Task directions:
Up to and including the line with "pub fn assert_ok(&self)", return every line from the start of the entries below exactly.

Data supplied:
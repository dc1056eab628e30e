#![allow(dead_code)]

use anyhow::{Context, Result};
use axum::{
    body::{to_bytes, Body},
    http::{header, Method, Request, StatusCode},
    Router,
};
use serde_json::{json, Value};
use tower::ServiceExt;

use storefront_admin::auth::{generate_jwt, Claims};
use storefront_admin::config::AppConfig;
use storefront_admin::{app, AppState};

pub const SECRET: &str = "integration-test-secret";

/// A signed session token for `user_id`
pub fn token_for(user_id: &str) -> String {
    generate_jwt(SECRET, &Claims::new(user_id, 1)).expect("failed to sign test token")
}

/// Status plus parsed JSON body (Null when the body is empty)
pub struct TestResponse {
    pub status: StatusCode,
    pub body: Value,
}

impl TestResponse {
    pub fn data(&self) -> &Value {
        &self.body["data"]
    }

    pub fn id(&self) -> String {
        self.body["data"]["id"]
            .as_str()
            .unwrap_or_else(|| panic!("response has no data.id: {}", self.body))
            .to_string()
    }

    pub fn assert_ok(&self) -> &Self {
        assert_eq!(self.status, StatusCode::OK, "unexpected body: {}", self.body);
        assert_eq!(self.body["success"], json!(true));
        self
    }

    pub fn assert_error(&self, status: StatusCode) -> &Self {
        assert_eq!(self.status, status, "unexpected body: {}", self.body);
        assert_eq!(self.body["success"], json!(false));
        self
    }
}

/// In-process application over a fresh memory catalog
pub struct TestApp {
    router: Router,
}

impl TestApp {
    pub fn new() -> Self {
        let state = AppState::in_memory(AppConfig::for_tests(SECRET));
        Self { router: app(state) }
    }

    pub async fn request(&self, method: Method, uri: &str, token: Option<&str>, body: Option<Value>) -> TestResponse {
        let mut builder = Request::builder().method(method).uri(uri);
        if let Some(token) = token {
            builder = builder.header(header::AUTHORIZATION, format!("Bearer {}", token));
        }
        let body = match body {
            Some(value) => {
                builder = builder.header(header::CONTENT_TYPE, "application/json");
                Body::from(value.to_string())
            }
            None => Body::empty(),
        };
        self.send(builder.body(body).expect("failed to build request")).await
    }

    pub async fn send(&self, request: Request<Body>) -> TestResponse {
        let response = self
            .router
            .clone()
            .oneshot(request)
            .await
            .expect("router is infallible");
        let status = response.status();
        let bytes = to_bytes(response.into_body(), usize::MAX)
            .await
            .expect("failed to read body");
        let body = if bytes.is_empty() {
            Value::Null
        } else {
            serde_json::from_slice(&bytes).unwrap_or_else(|_| Value::String(String::from_utf8_lossy(&bytes).into()))
        };
        TestResponse { status, body }
    }

    pub async fn get(&self, uri: &str, token: Option<&str>) -> TestResponse {
        self.request(Method::GET, uri, token, None).await
    }

    pub async fn post(&self, uri: &str, token: Option<&str>, body: Value) -> TestResponse {
        self.request(Method::POST, uri, token, Some(body)).await
    }

    pub async fn patch(&self, uri: &str, token: Option<&str>, body: Value) -> TestResponse {
        self.request(Method::PATCH, uri, token, Some(body)).await
    }

    pub async fn delete(&self, uri: &str, token: Option<&str>) -> TestResponse {
        self.request(Method::DELETE, uri, token, None).await
    }

    /// Create a store for the token's owner and return its id
    pub async fn store(&self, token: &str, name: &str) -> String {
        let res = self.post("/api/stores", Some(token), json!({ "name": name })).await;
        res.assert_ok();
        res.id()
    }

    pub async fn billboard(&self, token: &str, store_id: &str, label: &str) -> String {
        let res = self
            .post(
                &format!("/api/{}/billboards", store_id),
                Some(token),
                json!({ "label": label, "imageUrl": format!("https://cdn.test/{}.png", label) }),
            )
            .await;
        res.assert_ok();
        res.id()
    }

    pub async fn category(&self, token: &str, store_id: &str, billboard_id: &str, name: &str) -> String {
        let res = self
            .post(
                &format!("/api/{}/categories", store_id),
                Some(token),
                json!({ "name": name, "billboardId": billboard_id }),
            )
            .await;
        res.assert_ok();
        res.id()
    }

    pub async fn color(&self, token: &str, store_id: &str, name: &str, value: &str) -> String {
        let res = self
            .post(
                &format!("/api/{}/colors", store_id),
                Some(token),
                json!({ "name": name, "value": value }),
            )
            .await;
        res.assert_ok();
        res.id()
    }

    pub async fn size(&self, token: &str, store_id: &str, name: &str, value: &str) -> String {
        let res = self
            .post(
                &format!("/api/{}/sizes", store_id),
                Some(token),
                json!({ "name": name, "value": value }),
            )
            .await;
        res.assert_ok();
        res.id()
    }
}

/// Ids of a store with one of every product dependency
pub struct Fixture {
    pub token: String,
    pub store_id: String,
    pub billboard_id: String,
    pub category_id: String,
    pub color_id: String,
    pub size_id: String,
    /// Set by [`Fixture::with_product`]
    pub product_id: Option<String>,
}

impl Fixture {
    pub async fn build(app: &TestApp, user_id: &str) -> Self {
        let token = token_for(user_id);
        let store_id = app.store(&token, "Main").await;
        let billboard_id = app.billboard(&token, &store_id, "Summer").await;
        let category_id = app.category(&token, &store_id, &billboard_id, "Shirts").await;
        let color_id = app.color(&token, &store_id, "Black", "#000000").await;
        let size_id = app.size(&token, &store_id, "Large", "L").await;
        Self {
            token,
            store_id,
            billboard_id,
            category_id,
            color_id,
            size_id,
            product_id: None,
        }
    }

    /// Same as [`Fixture::build`] plus one product using every dependency
    pub async fn with_product(app: &TestApp, user_id: &str) -> Self {
        let mut fx = Self::build(app, user_id).await;
        let res = app
            .post(&fx.path("products"), Some(&fx.token), fx.product_body("Tee", 19.99))
            .await;
        res.assert_ok();
        fx.product_id = Some(res.id());
        fx
    }

    pub fn product_body(&self, name: &str, price: f64) -> Value {
        json!({
            "name": name,
            "price": price,
            "categoryId": self.category_id,
            "colorId": self.color_id,
            "sizeId": self.size_id,
            "images": [{ "url": format!("https://cdn.test/{}.png", name) }]
        })
    }

    pub fn path(&self, segment: &str) -> String {
        format!("/api/{}/{}", self.store_id, segment)
    }
}

/// Serve the application on a free local port for clients that speak real HTTP
pub async fn spawn_server() -> Result<String> {
    let port = portpicker::pick_unused_port().context("failed to pick free port")?;
    let listener = tokio::net::TcpListener::bind(("127.0.0.1", port))
        .await
        .context("failed to bind test listener")?;
    let router = app(AppState::in_memory(AppConfig::for_tests(SECRET)));

    tokio::spawn(async move {
        if let Err(e) = axum::serve(listener, router).await {
            eprintln!("test server stopped: {}", e);
        }
    });

    Ok(format!("http://127.0.0.1:{}", port))
}
use chrono::{DateTime, Datelike, Utc};
use rust_decimal::{Decimal, RoundingStrategy};
use serde_json::{json, Value};
use std::str::FromStr;

use crate::types::Entity;

/// `October 19th, 2026`
pub fn format_date(date: &DateTime<Utc>) -> String {
    format!("{} {}, {}", date.format("%B"), ordinal(date.day()), date.year())
}

pub fn ordinal(day: u32) -> String {
    let suffix = match (day % 10, day % 100) {
        (_, 11..=13) => "th",
        (1, _) => "st",
        (2, _) => "nd",
        (3, _) => "rd",
        _ => "th",
    };
    format!("{}{}", day, suffix)
}

/// `$1,234.50` style, for JSON numbers or numeric strings
pub fn format_price(value: &Value) -> String {
    let decimal = match value {
        Value::Number(n) => Decimal::from_str(&n.to_string()).ok(),
        Value::String(s) => Decimal::from_str(s).ok(),
        _ => None,
    };
    let Some(decimal) = decimal else {
        return String::new();
    };

    let rounded = decimal.round_dp_with_strategy(2, RoundingStrategy::MidpointAwayFromZero);
    let fixed = format!("{:.2}", rounded.abs());
    let (whole, cents) = fixed.split_once('.').unwrap_or((fixed.as_str(), "00"));
    let mut grouped = String::new();
    for (i, ch) in whole.chars().enumerate() {
        if i > 0 && (whole.len() - i) % 3 == 0 {
            grouped.push(',');
        }
        grouped.push(ch);
    }
    let sign = if decimal.is_sign_negative() { "-" } else { "" };
    format!("{}${}.{}", sign, grouped, cents)
}

fn text(row: &Value, pointer: &str) -> String {
    match row.pointer(pointer) {
        Some(Value::String(s)) => s.clone(),
        Some(Value::Bool(b)) => b.to_string(),
        Some(Value::Number(n)) => n.to_string(),
        _ => String::new(),
    }
}

fn created(row: &Value) -> String {
    row.get("createdAt")
        .and_then(Value::as_str)
        .and_then(|raw| DateTime::parse_from_rfc3339(raw).ok())
        .map(|date| format_date(&date.with_timezone(&Utc)))
        .unwrap_or_default()
}

/// One table row: the id (for row actions) plus the rendered cells
#[derive(Debug, Clone, PartialEq)]
pub struct Row {
    pub id: String,
    pub cells: Vec<String>,
}

#[derive(Debug, Clone, PartialEq)]
pub struct Table {
    pub title: String,
    pub description: String,
    pub headers: Vec<&'static str>,
    pub rows: Vec<Row>,
}

impl Table {
    /// Shape a fetched collection the way the dashboard list pages do
    pub fn for_entity(entity: Entity, records: &[Value]) -> Self {
        let headers: Vec<&'static str> = match entity {
            Entity::Billboard => vec!["Label", "Date"],
            Entity::Category => vec!["Name", "Billboard", "Date"],
            Entity::Color | Entity::Size => vec!["Name", "Value", "Date"],
            Entity::Product => vec![
                "Name", "Archived", "Featured", "Price", "Category", "Size", "Color", "Date",
            ],
        };

        let rows = records
            .iter()
            .map(|row| {
                let cells = match entity {
                    Entity::Billboard => vec![text(row, "/label"), created(row)],
                    Entity::Category => vec![text(row, "/name"), text(row, "/billboard/label"), created(row)],
                    Entity::Color | Entity::Size => vec![text(row, "/name"), text(row, "/value"), created(row)],
                    Entity::Product => vec![
                        text(row, "/name"),
                        text(row, "/isArchived"),
                        text(row, "/isFeatured"),
                        row.get("price").map(format_price).unwrap_or_default(),
                        text(row, "/category/name"),
                        text(row, "/size/name"),
                        text(row, "/color/value"),
                        created(row),
                    ],
                };
                Row {
                    id: text(row, "/id"),
                    cells,
                }
            })
            .collect();

        let plural = entity.segment();
        let mut title = plural.to_string();
        if let Some(first) = title.get_mut(0..1) {
            first.make_ascii_uppercase();
        }

        Self {
            title: format!("{} ({})", title, records.len()),
            description: format!("Manage {} for your store", plural),
            headers,
            rows,
        }
    }

    /// Plain-text rendering with padded columns; the id column comes first
    pub fn render_text(&self) -> String {
        let mut headers = vec!["ID"];
        headers.extend(self.headers.iter().copied());

        let body: Vec<Vec<&str>> = self
            .rows
            .iter()
            .map(|row| {
                let mut cells = vec![row.id.as_str()];
                cells.extend(row.cells.iter().map(String::as_str));
                cells
            })
            .collect();

        let widths: Vec<usize> = (0..headers.len())
            .map(|i| {
                body.iter()
                    .map(|cells| cells[i].chars().count())
                    .chain(std::iter::once(headers[i].len()))
                    .max()
                    .unwrap_or(0)
            })
            .collect();

        let line = |cells: &[&str]| -> String {
            cells
                .iter()
                .zip(&widths)
                .map(|(cell, width)| format!("{:<width$}", cell, width = *width))
                .collect::<Vec<_>>()
                .join("  ")
                .trim_end()
                .to_string()
        };

        let mut out = vec![self.title.clone(), self.description.clone(), String::new(), line(&headers)];
        if body.is_empty() {
            out.push("No results.".to_string());
        }
        out.extend(body.iter().map(|cells| line(cells)));
        out.join("\n")
    }

    pub fn to_json(&self) -> Value {
        json!({
            "title": self.title,
            "headers": self.headers,
            "rows": self.rows.iter().map(|r| json!({ "id": r.id, "cells": r.cells })).collect::<Vec<_>>(),
        })
    }
}

#[cfg(test)]
mod tests {
    use super::*;
    use chrono::TimeZone;

    #[test]
    fn ordinals() {
        let rendered: Vec<String> = [1, 2, 3, 4, 11, 12, 13, 21, 22, 23, 31].iter().map(|d| ordinal(*d)).collect();
        assert_eq!(
            rendered,
            vec!["1st", "2nd", "3rd", "4th", "11th", "12th", "13th", "21st", "22nd", "23rd", "31st"]
        );
    }

    #[test]
    fn dates_use_month_name_and_ordinal_day() {
        let date = Utc.with_ymd_and_hms(2026, 10, 19, 8, 30, 0).unwrap();
        assert_eq!(format_date(&date), "October 19th, 2026");
        let date = Utc.with_ymd_and_hms(2024, 3, 22, 0, 0, 0).unwrap();
        assert_eq!(format_date(&date), "March 22nd, 2024");
    }

    #[test]
    fn prices_are_currency_formatted() {
        assert_eq!(format_price(&json!(59.9)), "$59.90");
        assert_eq!(format_price(&json!(1234567)), "$1,234,567.00");
        assert_eq!(format_price(&json!("12.345")), "$12.35");
        assert_eq!(format_price(&json!(null)), "");
    }

    #[test]
    fn product_rows_pull_nested_names() {
        let records = vec![json!({
            "id": "p1",
            "name": "Tee",
            "price": 20,
            "isFeatured": true,
            "isArchived": false,
            "category": { "name": "Shirts" },
            "size": { "name": "Large" },
            "color": { "value": "#000000" },
            "createdAt": "2026-01-01T12:00:00Z"
        })];
        let table = Table::for_entity(Entity::Product, &records);
        assert_eq!(table.title, "Products (1)");
        assert_eq!(
            table.rows[0].cells,
            vec!["Tee", "false", "true", "$20.00", "Shirts", "Large", "#000000", "January 1st, 2026"]
        );
    }

    #[test]
    fn empty_table_says_so() {
        let table = Table::for_entity(Entity::Billboard, &[]);
        let text = table.render_text();
        assert!(text.starts_with("Billboards (0)\nManage billboards for your store"));
        assert!(text.ends_with("No results."));
    }
}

Answer for this exercise:
repository dc1056eab628e30e
#![allow(dead_code)]

use anyhow::{Context, Result};
use axum::{
    body::{to_bytes, Body},
    http::{header, Method, Request, StatusCode},
    Router,
};
use serde_json::{json, Value};
use tower::ServiceExt;

use storefront_admin::auth::{generate_jwt, Claims};
use storefront_admin::config::AppConfig;
use storefront_admin::{app, AppState};

pub const SECRET: &str = "integration-test-secret";

/// A signed session token for `user_id`
pub fn token_for(user_id: &str) -> String {
    generate_jwt(SECRET, &Claims::new(user_id, 1)).expect("failed to sign test token")
}

/// Status plus parsed JSON body (Null when the body is empty)
pub struct TestResponse {
    pub status: StatusCode,
    pub body: Value,
}

impl TestResponse {
    pub fn data(&self) -> &Value {
        &self.body["data"]
    }

    pub fn id(&self) -> String {
        self.body["data"]["id"]
            .as_str()
            .unwrap_or_else(|| panic!("response has no data.id: {}", self.body))
            .to_string()
    }

    pub fn assert_ok(&self) -> &Self {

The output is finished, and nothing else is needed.